§ AIM OF THE TASK:
What you return must be every line from the beginning of the data through the line holding "use std::thread::ThreadId;", unchanged.

[Saved entries]
* * *

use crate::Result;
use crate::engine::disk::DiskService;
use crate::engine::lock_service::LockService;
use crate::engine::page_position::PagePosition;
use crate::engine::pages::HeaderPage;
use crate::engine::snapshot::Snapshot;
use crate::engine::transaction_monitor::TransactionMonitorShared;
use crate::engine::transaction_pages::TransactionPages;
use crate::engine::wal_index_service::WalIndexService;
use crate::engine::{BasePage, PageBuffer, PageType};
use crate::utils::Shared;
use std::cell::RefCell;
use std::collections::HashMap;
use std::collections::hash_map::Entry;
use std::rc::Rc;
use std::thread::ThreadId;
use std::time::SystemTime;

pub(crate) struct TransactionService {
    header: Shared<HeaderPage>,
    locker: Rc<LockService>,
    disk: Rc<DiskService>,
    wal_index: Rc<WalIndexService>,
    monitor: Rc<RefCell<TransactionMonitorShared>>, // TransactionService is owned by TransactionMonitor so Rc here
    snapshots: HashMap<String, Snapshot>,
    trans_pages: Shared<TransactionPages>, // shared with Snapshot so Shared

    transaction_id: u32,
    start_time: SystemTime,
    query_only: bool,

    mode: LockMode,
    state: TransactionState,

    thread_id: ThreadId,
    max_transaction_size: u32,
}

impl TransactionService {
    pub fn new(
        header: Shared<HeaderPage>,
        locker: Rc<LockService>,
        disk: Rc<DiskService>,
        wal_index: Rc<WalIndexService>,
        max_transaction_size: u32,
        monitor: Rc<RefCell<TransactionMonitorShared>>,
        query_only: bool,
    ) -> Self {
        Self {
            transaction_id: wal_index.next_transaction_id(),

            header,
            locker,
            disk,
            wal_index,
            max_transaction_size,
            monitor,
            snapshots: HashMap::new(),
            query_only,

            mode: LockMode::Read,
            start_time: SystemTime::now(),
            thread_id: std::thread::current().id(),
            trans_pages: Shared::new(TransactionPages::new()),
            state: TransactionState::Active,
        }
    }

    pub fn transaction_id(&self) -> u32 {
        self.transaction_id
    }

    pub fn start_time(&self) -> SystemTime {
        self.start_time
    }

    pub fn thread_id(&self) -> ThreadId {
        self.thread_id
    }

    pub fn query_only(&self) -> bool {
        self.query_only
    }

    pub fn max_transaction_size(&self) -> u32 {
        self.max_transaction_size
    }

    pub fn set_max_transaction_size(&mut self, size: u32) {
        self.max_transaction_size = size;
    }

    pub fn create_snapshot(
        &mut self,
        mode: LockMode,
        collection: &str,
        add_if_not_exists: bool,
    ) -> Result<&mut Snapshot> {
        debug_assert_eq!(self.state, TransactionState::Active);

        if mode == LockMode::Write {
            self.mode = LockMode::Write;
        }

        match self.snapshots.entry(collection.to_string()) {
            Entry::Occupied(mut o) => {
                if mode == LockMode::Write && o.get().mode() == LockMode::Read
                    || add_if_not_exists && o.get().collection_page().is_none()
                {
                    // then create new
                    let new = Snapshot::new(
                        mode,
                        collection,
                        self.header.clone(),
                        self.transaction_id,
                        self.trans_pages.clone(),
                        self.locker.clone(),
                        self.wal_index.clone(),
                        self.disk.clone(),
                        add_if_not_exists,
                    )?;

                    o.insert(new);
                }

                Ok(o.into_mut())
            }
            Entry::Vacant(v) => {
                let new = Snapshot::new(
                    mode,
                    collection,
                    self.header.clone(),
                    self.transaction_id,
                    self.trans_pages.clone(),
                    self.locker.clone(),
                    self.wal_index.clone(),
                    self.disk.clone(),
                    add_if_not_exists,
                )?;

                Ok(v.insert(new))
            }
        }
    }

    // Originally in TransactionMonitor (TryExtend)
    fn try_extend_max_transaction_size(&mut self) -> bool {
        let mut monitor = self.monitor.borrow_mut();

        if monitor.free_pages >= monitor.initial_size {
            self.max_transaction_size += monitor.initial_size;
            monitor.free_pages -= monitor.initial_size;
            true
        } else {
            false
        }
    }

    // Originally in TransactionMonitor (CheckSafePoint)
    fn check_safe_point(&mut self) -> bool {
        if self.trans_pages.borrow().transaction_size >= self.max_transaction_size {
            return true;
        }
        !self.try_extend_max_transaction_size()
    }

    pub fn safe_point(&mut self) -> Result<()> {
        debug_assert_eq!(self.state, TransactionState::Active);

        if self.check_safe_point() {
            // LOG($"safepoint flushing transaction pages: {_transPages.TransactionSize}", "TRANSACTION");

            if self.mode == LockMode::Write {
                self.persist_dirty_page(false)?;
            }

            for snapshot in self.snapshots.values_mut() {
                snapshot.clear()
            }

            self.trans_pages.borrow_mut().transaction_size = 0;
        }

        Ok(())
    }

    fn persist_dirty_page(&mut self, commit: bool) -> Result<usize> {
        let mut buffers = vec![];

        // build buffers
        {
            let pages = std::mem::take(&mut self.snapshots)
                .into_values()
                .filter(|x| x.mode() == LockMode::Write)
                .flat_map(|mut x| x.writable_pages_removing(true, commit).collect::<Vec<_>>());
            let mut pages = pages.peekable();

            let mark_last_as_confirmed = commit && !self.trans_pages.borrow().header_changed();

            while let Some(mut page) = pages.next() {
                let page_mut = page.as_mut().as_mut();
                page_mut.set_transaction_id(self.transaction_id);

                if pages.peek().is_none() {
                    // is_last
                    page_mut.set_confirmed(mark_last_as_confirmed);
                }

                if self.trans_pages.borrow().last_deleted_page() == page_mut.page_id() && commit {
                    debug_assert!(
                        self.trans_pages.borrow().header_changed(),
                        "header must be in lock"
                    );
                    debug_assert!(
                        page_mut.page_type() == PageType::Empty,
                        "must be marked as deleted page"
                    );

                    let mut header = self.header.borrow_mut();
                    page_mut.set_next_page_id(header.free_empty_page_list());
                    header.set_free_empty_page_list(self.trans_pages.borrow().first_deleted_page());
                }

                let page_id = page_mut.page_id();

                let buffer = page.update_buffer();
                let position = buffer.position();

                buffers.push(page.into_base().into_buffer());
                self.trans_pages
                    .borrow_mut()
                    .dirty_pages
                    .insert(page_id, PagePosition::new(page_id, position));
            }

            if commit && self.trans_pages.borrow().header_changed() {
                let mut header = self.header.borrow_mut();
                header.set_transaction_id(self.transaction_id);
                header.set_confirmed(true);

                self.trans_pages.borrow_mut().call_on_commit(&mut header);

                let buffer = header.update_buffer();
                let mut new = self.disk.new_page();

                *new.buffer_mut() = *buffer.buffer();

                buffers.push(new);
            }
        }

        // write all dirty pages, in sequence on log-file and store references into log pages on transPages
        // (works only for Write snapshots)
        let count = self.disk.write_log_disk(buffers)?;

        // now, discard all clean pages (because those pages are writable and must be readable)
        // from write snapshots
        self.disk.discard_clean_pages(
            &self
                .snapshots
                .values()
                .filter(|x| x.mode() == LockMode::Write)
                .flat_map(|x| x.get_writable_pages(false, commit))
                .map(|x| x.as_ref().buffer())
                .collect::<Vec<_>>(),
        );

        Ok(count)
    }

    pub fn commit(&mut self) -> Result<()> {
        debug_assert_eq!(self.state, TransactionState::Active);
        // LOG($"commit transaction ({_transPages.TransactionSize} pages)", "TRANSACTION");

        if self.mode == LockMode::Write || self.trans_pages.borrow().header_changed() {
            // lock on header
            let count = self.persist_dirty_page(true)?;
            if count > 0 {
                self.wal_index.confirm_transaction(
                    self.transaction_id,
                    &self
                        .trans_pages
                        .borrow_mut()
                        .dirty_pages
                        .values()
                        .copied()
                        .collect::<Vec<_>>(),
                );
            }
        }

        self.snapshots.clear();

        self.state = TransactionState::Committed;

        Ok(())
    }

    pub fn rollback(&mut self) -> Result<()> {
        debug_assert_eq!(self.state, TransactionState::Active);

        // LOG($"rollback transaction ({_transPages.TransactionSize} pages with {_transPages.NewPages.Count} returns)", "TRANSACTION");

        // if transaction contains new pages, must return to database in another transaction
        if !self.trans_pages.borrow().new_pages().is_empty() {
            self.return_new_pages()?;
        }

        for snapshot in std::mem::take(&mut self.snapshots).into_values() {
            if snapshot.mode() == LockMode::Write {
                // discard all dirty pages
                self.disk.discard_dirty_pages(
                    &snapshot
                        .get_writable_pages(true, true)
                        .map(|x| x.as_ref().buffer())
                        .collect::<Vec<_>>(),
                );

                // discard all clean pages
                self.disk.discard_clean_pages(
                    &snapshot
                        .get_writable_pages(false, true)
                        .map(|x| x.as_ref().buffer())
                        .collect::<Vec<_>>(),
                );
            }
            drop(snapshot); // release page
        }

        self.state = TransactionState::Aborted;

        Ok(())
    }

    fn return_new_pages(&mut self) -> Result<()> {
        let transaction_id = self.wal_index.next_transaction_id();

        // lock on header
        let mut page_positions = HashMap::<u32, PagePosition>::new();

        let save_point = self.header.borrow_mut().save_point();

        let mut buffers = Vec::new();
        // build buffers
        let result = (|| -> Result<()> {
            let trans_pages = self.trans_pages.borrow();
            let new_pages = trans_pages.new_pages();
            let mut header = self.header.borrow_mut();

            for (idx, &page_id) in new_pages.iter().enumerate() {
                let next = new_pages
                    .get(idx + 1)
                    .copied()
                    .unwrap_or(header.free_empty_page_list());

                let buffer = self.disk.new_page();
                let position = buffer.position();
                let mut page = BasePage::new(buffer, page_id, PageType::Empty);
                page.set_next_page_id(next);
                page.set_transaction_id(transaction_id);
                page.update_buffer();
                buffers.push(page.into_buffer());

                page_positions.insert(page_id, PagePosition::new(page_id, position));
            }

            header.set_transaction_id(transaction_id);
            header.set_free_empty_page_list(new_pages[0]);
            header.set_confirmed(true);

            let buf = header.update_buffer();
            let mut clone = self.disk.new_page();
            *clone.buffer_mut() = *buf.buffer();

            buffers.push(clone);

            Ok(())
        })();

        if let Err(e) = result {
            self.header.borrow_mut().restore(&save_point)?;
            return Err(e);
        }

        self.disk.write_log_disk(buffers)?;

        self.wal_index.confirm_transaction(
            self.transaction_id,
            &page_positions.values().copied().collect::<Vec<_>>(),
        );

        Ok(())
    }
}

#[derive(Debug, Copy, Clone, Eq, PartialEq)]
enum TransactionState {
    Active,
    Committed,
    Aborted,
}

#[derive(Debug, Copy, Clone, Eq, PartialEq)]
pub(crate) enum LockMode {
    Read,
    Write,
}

* * *

§ WRITTEN RESPONSE:
use crate::Result;
use crate::engine::disk::DiskService;
use crate::engine::lock_service::LockService;
use crate::engine::page_position::PagePosition;
use crate::engine::pages::HeaderPage;
use crate::engine::snapshot::Snapshot;
use crate::engine::transaction_monitor::TransactionMonitorShared;
use crate::engine::transaction_pages::TransactionPages;
use crate::engine::wal_index_service::WalIndexService;
use crate::engine::{BasePage, PageBuffer, PageType};
use crate::utils::Shared;
use std::cell::RefCell;
use std::collections::HashMap;
use std::collections::hash_map::Entry;
use std::rc::Rc;
use std::thread::ThreadId;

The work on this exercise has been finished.